I have many datasets for many years from 2001 to 2014 which look like the following. Each year is stored in one file, yXXXX.sas7bdat,

ID Weight X1 X2 X3
1  100    1  2  4
2  300    4  3  4

and I need to create a dataset where for each year we have the (weighted) sums of each of the X columns.

X1 X2 X3 Year
10 20 30 2014
40 15 20 2013

I would be happy to implement this into a macro but I am unsure of a way to isolate column sums, and also an efficient way to attach results together (proc append?)

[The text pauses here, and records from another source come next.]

//! Feed filtering
//!
//! The feed is fetched in full (every article the viewer may see) and then
//! narrowed here by a search term and a tag filter. The "その他" (other)
//! bucket holds articles carrying none of the configured main tags.

use crate::models::ArticleWithMeta;
use std::collections::HashSet;

/// Tag value selecting the "other" bucket
pub const OTHER_TAG: &str = "その他";

/// Tag filter state
#[derive(Debug, Clone, PartialEq, Eq, Default)]
pub enum TagFilter {
    /// No tag restriction
    #[default]
    All,
    /// Articles with no main tag, including untagged ones
    Other,
    /// Articles carrying a tag with exactly this name (case-sensitive)
    Exact(String),
}

impl TagFilter {
    /// A missing or blank value means no restriction. Any other value is
    /// taken verbatim, so `"Roblox "` does not select `Roblox`.
    pub fn parse(raw: Option<&str>) -> Self {
        match raw {
            None => TagFilter::All,
            Some(blank) if blank.trim().is_empty() => TagFilter::All,
            Some(OTHER_TAG) => TagFilter::Other,
            Some(name) => TagFilter::Exact(name.to_string()),
        }
    }
}

/// The configured main tag allowlist
#[derive(Debug, Clone, Default)]
pub struct MainTags(HashSet<String>);

impl MainTags {
    pub fn new<I, S>(tags: I) -> Self
    where
        I: IntoIterator<Item = S>,
        S: Into<String>,
    {
        Self(tags.into_iter().map(Into::into).collect())
    }

    pub fn contains(&self, name: &str) -> bool {
        self.0.contains(name)
    }

    /// Whether the article carries at least one main tag
    pub fn any_in(&self, article: &ArticleWithMeta) -> bool {
        article.tag_names().any(|name| self.contains(name))
    }
}

/// Search term plus tag filter, AND-combined
#[derive(Debug, Clone, Default)]
pub struct FeedFilter {
    /// Lowercased search term; `None` matches everything
    search: Option<String>,
    tag: TagFilter,
}

impl FeedFilter {
    pub fn new(search: Option<&str>, tag: Option<&str>) -> Self {
        let search = search
            .map(str::trim)
            .filter(|s| !s.is_empty())
            .map(str::to_lowercase);
        Self {
            search,
            tag: TagFilter::parse(tag),
        }
    }

    pub fn tag(&self) -> &TagFilter {
        &self.tag
    }

    pub fn matches(&self, article: &ArticleWithMeta, main_tags: &MainTags) -> bool {
        self.matches_search(article) && self.matches_tag(article, main_tags)
    }

    fn matches_search(&self, article: &ArticleWithMeta) -> bool {
        let Some(term) = &self.search else {
            return true;
        };
        article.article.title.to_lowercase().contains(term)
            || article
                .article
                .excerpt
                .as_deref()
                .is_some_and(|excerpt| excerpt.to_lowercase().contains(term))
    }

    fn matches_tag(&self, article: &ArticleWithMeta, main_tags: &MainTags) -> bool {
        match &self.tag {
            TagFilter::All => true,
            TagFilter::Other => !main_tags.any_in(article),
            TagFilter::Exact(name) => article.has_tag(name),
        }
    }
}

/// Keep the articles matching `filter`, preserving order
pub fn apply(
    articles: Vec<ArticleWithMeta>,
    filter: &FeedFilter,
    main_tags: &MainTags,
) -> Vec<ArticleWithMeta> {
    articles
        .into_iter()
        .filter(|article| filter.matches(article, main_tags))
        .collect()
}



#[cfg(test)]
mod property_tests {
    use super::test_support::article;
    use super::*;
    use proptest::prelude::*;

    const TAG_POOL: &[&str] = &[
        "Roblox",
        "Roblox Studio",
        "3DCG",
        "Lua",
        "レベルデザイン",
        "roblox",
        "Blender",
        "Unity",
        "Shader",
    ];

    fn main_tags() -> MainTags {
        MainTags::new(["Roblox", "Roblox Studio", "3DCG", "Lua", "レベルデザイン"])
    }

    fn tag_sets() -> impl Strategy<Value = Vec<Vec<&'static str>>> {
        prop::collection::vec(
            prop::sample::subsequence(TAG_POOL.to_vec(), 0..=4),
            0..20,
        )
    }

    fn build(tag_sets: &[Vec<&str>]) -> Vec<ArticleWithMeta> {
        tag_sets
            .iter()
            .enumerate()
            .map(|(i, tags)| article(i as i64 + 1, "title", None, tags))
            .collect()
    }

    proptest! {
        #[test]
        fn other_bucket_is_disjoint_from_main_tags(sets in tag_sets()) {
            let main = main_tags();
            let result = apply(build(&sets), &FeedFilter::new(None, Some(OTHER_TAG)), &main);

            for article in &result {
                prop_assert!(article.tag_names().all(|name| !main.contains(name)));
            }

            let expected = sets
                .iter()
                .filter(|tags| tags.iter().all(|t| !main.contains(t)))
                .count();
            prop_assert_eq!(result.len(), expected);
        }

        #[test]
        fn exact_filter_returns_only_tagged_articles(
            sets in tag_sets(),
            pick in prop::sample::select(TAG_POOL.to_vec()),
        ) {
            let result = apply(build(&sets), &FeedFilter::new(None, Some(pick)), &main_tags());

            let expected = sets.iter().filter(|tags| tags.contains(&pick)).count();
            prop_assert_eq!(result.len(), expected);
            for article in &result {
                prop_assert!(article.has_tag(pick));
            }
        }
    }
}
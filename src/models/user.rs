//! User model

use chrono::{DateTime, Utc};
use serde::{Deserialize, Serialize};

/// User entity
#[derive(Debug, Clone, Serialize, Deserialize, PartialEq)]
pub struct User {
    /// Internal identifier
    pub id: i64,
    /// Identity-provider UUID; absent for legacy integer-only users
    pub auth_uid: Option<String>,
    pub username: String,
    pub email: String,
    pub display_name: Option<String>,
    pub avatar_url: Option<String>,
    pub bio: Option<String>,
    pub created_at: DateTime<Utc>,
    pub updated_at: DateTime<Utc>,
}

impl User {
    /// The public slice of the user shown next to their articles
    pub fn summary(&self) -> AuthorSummary {
        AuthorSummary {
            id: self.id,
            auth_uid: self.auth_uid.clone(),
            username: self.username.clone(),
            display_name: self.display_name.clone(),
            avatar_url: self.avatar_url.clone(),
        }
    }
}

/// Author information embedded in article payloads
#[derive(Debug, Clone, Serialize, Deserialize, PartialEq)]
pub struct AuthorSummary {
    pub id: i64,
    pub auth_uid: Option<String>,
    pub username: String,
    pub display_name: Option<String>,
    pub avatar_url: Option<String>,
}

/// Input for creating a user
#[derive(Debug, Clone, Default, Serialize, Deserialize)]
pub struct CreateUserInput {
    pub auth_uid: Option<String>,
    pub username: String,
    pub email: String,
    pub display_name: Option<String>,
    pub avatar_url: Option<String>,
    pub bio: Option<String>,
}

impl CreateUserInput {
    pub fn new(username: impl Into<String>, email: impl Into<String>) -> Self {
        Self {
            username: username.into(),
            email: email.into(),
            ..Self::default()
        }
    }

    pub fn with_auth_uid(mut self, auth_uid: impl Into<String>) -> Self {
        self.auth_uid = Some(auth_uid.into());
        self
    }
}
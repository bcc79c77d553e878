//! Article API endpoints
//!
//! - GET /api/v1/articles?tag=&q= - Feed, filtered by tag and search term
//! - POST /api/v1/articles - Create an article
//! - GET /api/v1/articles/{slug}?includeDrafts= - Single article
//! - PUT /api/v1/articles/{slug} - Update an article (author only)

use axum::{
    extract::{Path, Query, State},
    http::StatusCode,
    routing::get,
    Json, Router,
};
use serde::{Deserialize, Serialize};

use crate::api::middleware::{require_identifier, ApiError, AppState, Viewer};
use crate::models::{ArticleStatus, ArticleWithMeta, RawIdentifier};
use crate::services::{ArticleChanges, FeedFilter, NewArticle, ProfileHints};

/// Query parameters for the feed
#[derive(Debug, Default, Deserialize)]
pub struct FeedQuery {
    /// Tag name, or "その他" for articles without a main tag
    pub tag: Option<String>,
    /// Case-insensitive search over title and excerpt
    #[serde(alias = "search")]
    pub q: Option<String>,
}

/// Query parameters for a single article
#[derive(Debug, Default, Deserialize)]
#[serde(rename_all = "camelCase")]
pub struct GetArticleQuery {
    /// Preview mode: drafts may be returned to their author, views are not counted
    #[serde(default, alias = "include_drafts")]
    pub include_drafts: bool,
}

/// Request body for creating an article
#[derive(Debug, Deserialize)]
#[serde(rename_all = "camelCase")]
pub struct CreateArticleRequest {
    #[serde(alias = "author_id")]
    pub author_id: Option<RawIdentifier>,
    #[serde(default)]
    pub title: String,
    #[serde(default)]
    pub content: String,
    #[serde(default)]
    pub slug: String,
    pub excerpt: Option<String>,
    #[serde(alias = "thumbnail_url")]
    pub thumbnail_url: Option<String>,
    pub status: Option<String>,
    #[serde(default)]
    pub tags: Vec<String>,
    // Profile hints for provisioning an unseen author
    pub username: Option<String>,
    pub email: Option<String>,
    #[serde(alias = "display_name")]
    pub display_name: Option<String>,
    #[serde(alias = "avatar_url")]
    pub avatar_url: Option<String>,
}

/// Request body for updating an article
#[derive(Debug, Deserialize)]
#[serde(rename_all = "camelCase")]
pub struct UpdateArticleRequest {
    #[serde(alias = "author_id")]
    pub author_id: Option<RawIdentifier>,
    #[serde(default)]
    pub title: String,
    #[serde(default)]
    pub content: String,
    pub excerpt: Option<String>,
    #[serde(alias = "thumbnail_url")]
    pub thumbnail_url: Option<String>,
    pub status: Option<String>,
    pub tags: Option<Vec<String>>,
}

#[derive(Debug, Serialize)]
pub struct ArticleListResponse {
    pub articles: Vec<ArticleWithMeta>,
}

#[derive(Debug, Serialize)]
pub struct ArticleEnvelope {
    pub article: ArticleWithMeta,
}

/// Build the articles router
pub fn router() -> Router<AppState> {
    Router::new()
        .route("/", get(list_articles).post(create_article))
        .route("/{slug}", get(get_article).put(update_article))
}

fn parse_status(raw: Option<&str>) -> Result<Option<ArticleStatus>, ApiError> {
    match raw.map(str::trim).filter(|s| !s.is_empty()) {
        None => Ok(None),
        Some(s) => ArticleStatus::parse(s)
            .map(Some)
            .ok_or_else(|| ApiError::validation_error(format!("Invalid status: {}", s))),
    }
}

/// GET /api/v1/articles
async fn list_articles(
    State(state): State<AppState>,
    viewer: Viewer,
    Query(query): Query<FeedQuery>,
) -> Result<Json<ArticleListResponse>, ApiError> {
    let filter = FeedFilter::new(query.q.as_deref(), query.tag.as_deref());
    let articles = state
        .article_service
        .list_feed(viewer.id(), &filter)
        .await?;

    Ok(Json(ArticleListResponse { articles }))
}

/// POST /api/v1/articles
async fn create_article(
    State(state): State<AppState>,
    Json(body): Json<CreateArticleRequest>,
) -> Result<(StatusCode, Json<ArticleEnvelope>), ApiError> {
    let author = require_identifier(body.author_id, "authorId")?;
    let status = parse_status(body.status.as_deref())?;

    let article = state
        .article_service
        .create(NewArticle {
            author,
            author_hints: ProfileHints {
                username: body.username,
                email: body.email,
                display_name: body.display_name,
                avatar_url: body.avatar_url,
            },
            slug: body.slug,
            title: body.title,
            content: body.content,
            excerpt: body.excerpt,
            thumbnail_url: body.thumbnail_url,
            status,
            tags: body.tags,
        })
        .await?;

    Ok((StatusCode::CREATED, Json(ArticleEnvelope { article })))
}

/// GET /api/v1/articles/{slug}
async fn get_article(
    State(state): State<AppState>,
    viewer: Viewer,
    Path(slug): Path<String>,
    Query(query): Query<GetArticleQuery>,
) -> Result<Json<ArticleEnvelope>, ApiError> {
    let article = state
        .article_service
        .get_by_slug(&slug, viewer.id(), query.include_drafts)
        .await?;

    Ok(Json(ArticleEnvelope { article }))
}

/// PUT /api/v1/articles/{slug}
async fn update_article(
    State(state): State<AppState>,
    Path(slug): Path<String>,
    Json(body): Json<UpdateArticleRequest>,
) -> Result<Json<ArticleEnvelope>, ApiError> {
    let author = require_identifier(body.author_id, "authorId")?;
    let status = parse_status(body.status.as_deref())?;

    let article = state
        .article_service
        .update(
            &slug,
            ArticleChanges {
                author,
                title: body.title,
                content: body.content,
                excerpt: body.excerpt,
                thumbnail_url: body.thumbnail_url,
                status,
                tags: body.tags,
            },
        )
        .await?;

    Ok(Json(ArticleEnvelope { article }))
}
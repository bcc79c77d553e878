//! Tag model

use chrono::{DateTime, Utc};
use serde::{Deserialize, Serialize};

/// Tag entity. Names are unique ignoring case.
#[derive(Debug, Clone, Serialize, Deserialize, PartialEq)]
pub struct Tag {
    pub id: i64,
    pub name: String,
    /// Display color as `#rrggbb`
    pub color: String,
    pub created_at: DateTime<Utc>,
}

impl Tag {
    pub fn summary(&self) -> TagSummary {
        TagSummary {
            id: self.id,
            name: self.name.clone(),
            color: self.color.clone(),
        }
    }
}

/// Tag with the number of articles carrying it
#[derive(Debug, Clone, Serialize, Deserialize)]
pub struct TagWithCount {
    #[serde(flatten)]
    pub tag: Tag,
    pub article_count: i64,
}

/// Tag as embedded in an article payload
#[derive(Debug, Clone, Serialize, Deserialize, PartialEq, Eq)]
pub struct TagSummary {
    pub id: i64,
    pub name: String,
    pub color: String,
}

Edit: Including an attempt.

%macro final_dataset;

%do i = 2001 %to 2014;

/*Code here which enables me to get the column sums I am interested in.*/

proc means data = y&i;
 weight = weight;
 X1 = SUM X1;
 X2 = SUM X2;
 X3 = SUM X3;
 OUTPUT OUT = sums&i;
run;

data final;
 set final sums&i;
run;

%end;
%mend;

Edit: Another attempt.

%macro final_dataset;

%do i = 2001 %to 2014;

/*Code here which enables me to get the column sums I am interested in.*/

proc means data = y&i SUM;
 weight = weight;
 var X1 X2 X3;
 OUTPUT OUT = sums&i;
run;

data final;
 set final sums&i;
run;

%end;
%mend;

Edit: Final.

%macro final_dataset;

%do i = 2001 %to 2014;

/*Code here which enables me to get the column sums I am interested in.*/

proc means data = y&i SUM NOPRINT;
 weight = weight;
 var X1 X2 X3;
 OUTPUT OUT = sums&i sum(X1 X2 X3) = X1 X2 X3;
run;

data final;
 set final sums&i;
run;

%end;
%mend;
1
post what you've tried so far. The easiest method is to probably append all the datasets together and then use proc means on that dataset. No macros's required.Reeza

1 Answers

1
votes

This is probably what I'd do, append all the data sets together and run one proc means. You didn't mention how big the data sets are, but I'm assuming smaller data.

data combined;
length source year $50.;
set y2001-y2014 indsname=source;
*you can tweak this variable so it looks how you want it to;
year=source;
run;


proc means data=combined noprint nway;
class year;
var x1 x2 x3;
output out=want sum= ;
run;